WHAT IS EXPECTED: Set down the lines of the data exactly, starting at the first and stopping after the line containing "amount of money".

____ INFORMATION SHOWN

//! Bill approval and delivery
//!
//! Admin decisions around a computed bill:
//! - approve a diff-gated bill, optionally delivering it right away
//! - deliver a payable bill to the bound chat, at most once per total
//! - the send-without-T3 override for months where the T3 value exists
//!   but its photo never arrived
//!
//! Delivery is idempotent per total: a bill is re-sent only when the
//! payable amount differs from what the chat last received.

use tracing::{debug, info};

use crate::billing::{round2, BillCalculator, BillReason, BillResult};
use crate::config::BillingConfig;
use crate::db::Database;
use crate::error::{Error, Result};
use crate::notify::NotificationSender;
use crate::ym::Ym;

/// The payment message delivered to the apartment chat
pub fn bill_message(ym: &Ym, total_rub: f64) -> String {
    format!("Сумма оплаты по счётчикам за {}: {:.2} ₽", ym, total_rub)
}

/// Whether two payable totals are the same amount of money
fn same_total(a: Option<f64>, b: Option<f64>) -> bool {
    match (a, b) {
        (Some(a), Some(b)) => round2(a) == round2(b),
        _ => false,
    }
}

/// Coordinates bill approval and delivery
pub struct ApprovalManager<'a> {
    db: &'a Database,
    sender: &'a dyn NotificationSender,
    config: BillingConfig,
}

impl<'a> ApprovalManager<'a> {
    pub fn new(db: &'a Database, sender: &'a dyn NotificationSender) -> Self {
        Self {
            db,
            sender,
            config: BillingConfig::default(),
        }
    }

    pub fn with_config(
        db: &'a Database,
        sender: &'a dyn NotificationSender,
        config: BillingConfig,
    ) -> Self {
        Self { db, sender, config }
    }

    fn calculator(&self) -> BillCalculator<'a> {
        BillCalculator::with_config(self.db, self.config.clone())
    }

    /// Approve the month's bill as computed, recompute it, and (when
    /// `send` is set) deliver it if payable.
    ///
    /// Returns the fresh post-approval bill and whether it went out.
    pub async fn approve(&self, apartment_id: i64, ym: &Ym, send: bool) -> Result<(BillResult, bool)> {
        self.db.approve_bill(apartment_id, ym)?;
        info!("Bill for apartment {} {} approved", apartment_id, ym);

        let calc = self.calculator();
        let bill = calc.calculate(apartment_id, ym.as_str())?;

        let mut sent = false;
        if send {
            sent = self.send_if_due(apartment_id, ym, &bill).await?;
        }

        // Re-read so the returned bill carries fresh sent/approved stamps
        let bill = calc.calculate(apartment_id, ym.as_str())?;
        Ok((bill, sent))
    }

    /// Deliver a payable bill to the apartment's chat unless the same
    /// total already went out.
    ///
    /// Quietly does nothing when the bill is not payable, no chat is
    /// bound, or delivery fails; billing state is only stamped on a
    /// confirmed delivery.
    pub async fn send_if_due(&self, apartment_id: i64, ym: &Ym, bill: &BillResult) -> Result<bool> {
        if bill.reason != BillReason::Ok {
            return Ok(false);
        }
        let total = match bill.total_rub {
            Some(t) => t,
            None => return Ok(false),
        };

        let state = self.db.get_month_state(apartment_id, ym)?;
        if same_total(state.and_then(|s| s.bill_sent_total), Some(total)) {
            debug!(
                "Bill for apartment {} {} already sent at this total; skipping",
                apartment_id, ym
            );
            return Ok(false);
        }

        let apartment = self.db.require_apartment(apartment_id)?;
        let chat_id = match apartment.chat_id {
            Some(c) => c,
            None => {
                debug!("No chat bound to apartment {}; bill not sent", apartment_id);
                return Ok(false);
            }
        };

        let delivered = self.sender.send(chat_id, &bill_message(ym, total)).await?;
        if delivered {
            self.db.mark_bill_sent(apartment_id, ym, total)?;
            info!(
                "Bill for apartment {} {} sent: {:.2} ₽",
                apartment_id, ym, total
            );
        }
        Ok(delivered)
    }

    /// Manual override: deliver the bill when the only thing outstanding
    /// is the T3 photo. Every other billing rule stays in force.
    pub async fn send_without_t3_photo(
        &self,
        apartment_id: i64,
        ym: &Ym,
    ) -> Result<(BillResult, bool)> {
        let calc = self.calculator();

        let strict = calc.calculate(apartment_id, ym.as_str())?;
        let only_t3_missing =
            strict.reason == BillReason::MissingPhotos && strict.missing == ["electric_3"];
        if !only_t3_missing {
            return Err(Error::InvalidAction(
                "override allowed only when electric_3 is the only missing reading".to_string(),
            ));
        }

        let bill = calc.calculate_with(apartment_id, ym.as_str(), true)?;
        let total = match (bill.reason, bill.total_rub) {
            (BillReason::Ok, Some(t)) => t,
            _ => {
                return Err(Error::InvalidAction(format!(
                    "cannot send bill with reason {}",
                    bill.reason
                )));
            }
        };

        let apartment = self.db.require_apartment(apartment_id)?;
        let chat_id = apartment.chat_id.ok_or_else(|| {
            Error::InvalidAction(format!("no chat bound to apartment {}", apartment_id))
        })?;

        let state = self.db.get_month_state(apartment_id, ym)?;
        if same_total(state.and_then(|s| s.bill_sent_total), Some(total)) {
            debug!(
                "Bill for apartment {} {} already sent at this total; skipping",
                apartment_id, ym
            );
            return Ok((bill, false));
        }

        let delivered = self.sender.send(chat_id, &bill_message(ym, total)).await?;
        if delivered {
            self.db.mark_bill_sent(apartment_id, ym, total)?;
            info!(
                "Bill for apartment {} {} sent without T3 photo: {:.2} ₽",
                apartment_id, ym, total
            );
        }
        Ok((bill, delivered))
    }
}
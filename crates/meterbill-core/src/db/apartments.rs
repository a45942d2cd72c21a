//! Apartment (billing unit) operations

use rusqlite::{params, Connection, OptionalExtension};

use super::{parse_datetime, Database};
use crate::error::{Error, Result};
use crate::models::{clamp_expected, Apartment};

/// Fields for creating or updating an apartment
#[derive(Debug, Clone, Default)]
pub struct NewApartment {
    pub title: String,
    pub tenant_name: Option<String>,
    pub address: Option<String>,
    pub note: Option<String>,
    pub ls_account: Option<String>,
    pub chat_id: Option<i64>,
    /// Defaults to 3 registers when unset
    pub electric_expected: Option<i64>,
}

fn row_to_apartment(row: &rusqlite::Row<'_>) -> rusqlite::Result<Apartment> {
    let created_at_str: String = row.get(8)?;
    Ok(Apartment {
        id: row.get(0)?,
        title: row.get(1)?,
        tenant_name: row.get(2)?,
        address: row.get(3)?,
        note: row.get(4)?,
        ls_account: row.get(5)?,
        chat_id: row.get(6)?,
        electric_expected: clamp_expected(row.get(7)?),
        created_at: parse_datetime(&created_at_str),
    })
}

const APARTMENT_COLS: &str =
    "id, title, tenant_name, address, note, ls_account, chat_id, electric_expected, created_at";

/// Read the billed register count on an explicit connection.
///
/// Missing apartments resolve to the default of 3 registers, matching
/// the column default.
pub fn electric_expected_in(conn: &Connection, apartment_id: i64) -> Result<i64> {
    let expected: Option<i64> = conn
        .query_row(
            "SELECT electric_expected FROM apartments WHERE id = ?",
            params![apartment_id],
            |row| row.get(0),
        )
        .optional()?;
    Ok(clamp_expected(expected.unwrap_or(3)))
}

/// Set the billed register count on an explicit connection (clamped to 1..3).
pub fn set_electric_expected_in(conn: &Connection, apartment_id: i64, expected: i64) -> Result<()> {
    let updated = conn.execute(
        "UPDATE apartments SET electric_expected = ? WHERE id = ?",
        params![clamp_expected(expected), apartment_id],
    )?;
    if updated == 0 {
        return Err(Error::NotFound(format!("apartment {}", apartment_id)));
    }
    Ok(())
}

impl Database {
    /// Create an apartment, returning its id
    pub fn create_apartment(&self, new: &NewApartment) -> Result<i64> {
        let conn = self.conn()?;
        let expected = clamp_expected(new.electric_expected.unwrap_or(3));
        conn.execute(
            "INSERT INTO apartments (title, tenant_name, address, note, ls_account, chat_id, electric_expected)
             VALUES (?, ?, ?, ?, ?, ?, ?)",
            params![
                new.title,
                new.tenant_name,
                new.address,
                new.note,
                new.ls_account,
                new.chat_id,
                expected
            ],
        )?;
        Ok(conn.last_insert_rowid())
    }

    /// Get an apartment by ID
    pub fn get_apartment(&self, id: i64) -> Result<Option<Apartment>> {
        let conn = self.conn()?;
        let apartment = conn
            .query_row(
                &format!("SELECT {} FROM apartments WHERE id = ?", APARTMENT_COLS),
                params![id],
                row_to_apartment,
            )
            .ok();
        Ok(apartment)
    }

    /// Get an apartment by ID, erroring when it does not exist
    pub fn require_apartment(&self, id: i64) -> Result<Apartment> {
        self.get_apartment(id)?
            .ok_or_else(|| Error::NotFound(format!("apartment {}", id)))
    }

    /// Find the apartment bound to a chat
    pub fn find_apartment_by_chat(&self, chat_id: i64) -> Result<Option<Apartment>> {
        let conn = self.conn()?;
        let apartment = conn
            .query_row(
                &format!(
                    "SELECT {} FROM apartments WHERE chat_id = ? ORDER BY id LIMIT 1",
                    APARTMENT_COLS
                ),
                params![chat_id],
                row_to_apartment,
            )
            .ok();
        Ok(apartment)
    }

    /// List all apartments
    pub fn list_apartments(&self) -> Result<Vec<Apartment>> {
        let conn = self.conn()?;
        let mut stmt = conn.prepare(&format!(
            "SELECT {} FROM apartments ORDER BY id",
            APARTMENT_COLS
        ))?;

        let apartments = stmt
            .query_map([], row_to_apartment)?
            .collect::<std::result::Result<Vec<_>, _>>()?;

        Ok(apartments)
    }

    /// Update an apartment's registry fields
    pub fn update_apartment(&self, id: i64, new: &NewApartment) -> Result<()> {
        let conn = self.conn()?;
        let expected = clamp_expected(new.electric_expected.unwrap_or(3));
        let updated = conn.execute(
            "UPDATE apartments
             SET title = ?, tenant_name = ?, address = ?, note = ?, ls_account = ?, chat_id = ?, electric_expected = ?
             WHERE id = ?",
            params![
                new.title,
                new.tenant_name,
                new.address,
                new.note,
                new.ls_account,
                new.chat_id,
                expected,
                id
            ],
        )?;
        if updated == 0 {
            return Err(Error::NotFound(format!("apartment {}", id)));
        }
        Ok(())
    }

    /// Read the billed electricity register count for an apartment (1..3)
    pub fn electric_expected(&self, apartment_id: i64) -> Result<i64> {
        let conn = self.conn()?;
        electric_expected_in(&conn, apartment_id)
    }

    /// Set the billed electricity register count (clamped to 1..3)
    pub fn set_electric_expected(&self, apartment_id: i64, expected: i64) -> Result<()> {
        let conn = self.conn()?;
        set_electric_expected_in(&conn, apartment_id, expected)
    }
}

________

RESPONSE TO THIS TASK:
//! Bill approval and delivery
//!
//! Admin decisions around a computed bill:
//! - approve a diff-gated bill, optionally delivering it right away
//! - deliver a payable bill to the bound chat, at most once per total
//! - the send-without-T3 override for months where the T3 value exists
//!   but its photo never arrived
//!
//! Delivery is idempotent per total: a bill is re-sent only when the
//! payable amount differs from what the chat last received.

use tracing::{debug, info};

use crate::billing::{round2, BillCalculator, BillReason, BillResult};
use crate::config::BillingConfig;
use crate::db::Database;
use crate::error::{Error, Result};
use crate::notify::NotificationSender;
use crate::ym::Ym;

/// The payment message delivered to the apartment chat
pub fn bill_message(ym: &Ym, total_rub: f64) -> String {
    format!("Сумма оплаты по счётчикам за {}: {:.2} ₽", ym, total_rub)
}

/// Whether two payable totals are the same amount of money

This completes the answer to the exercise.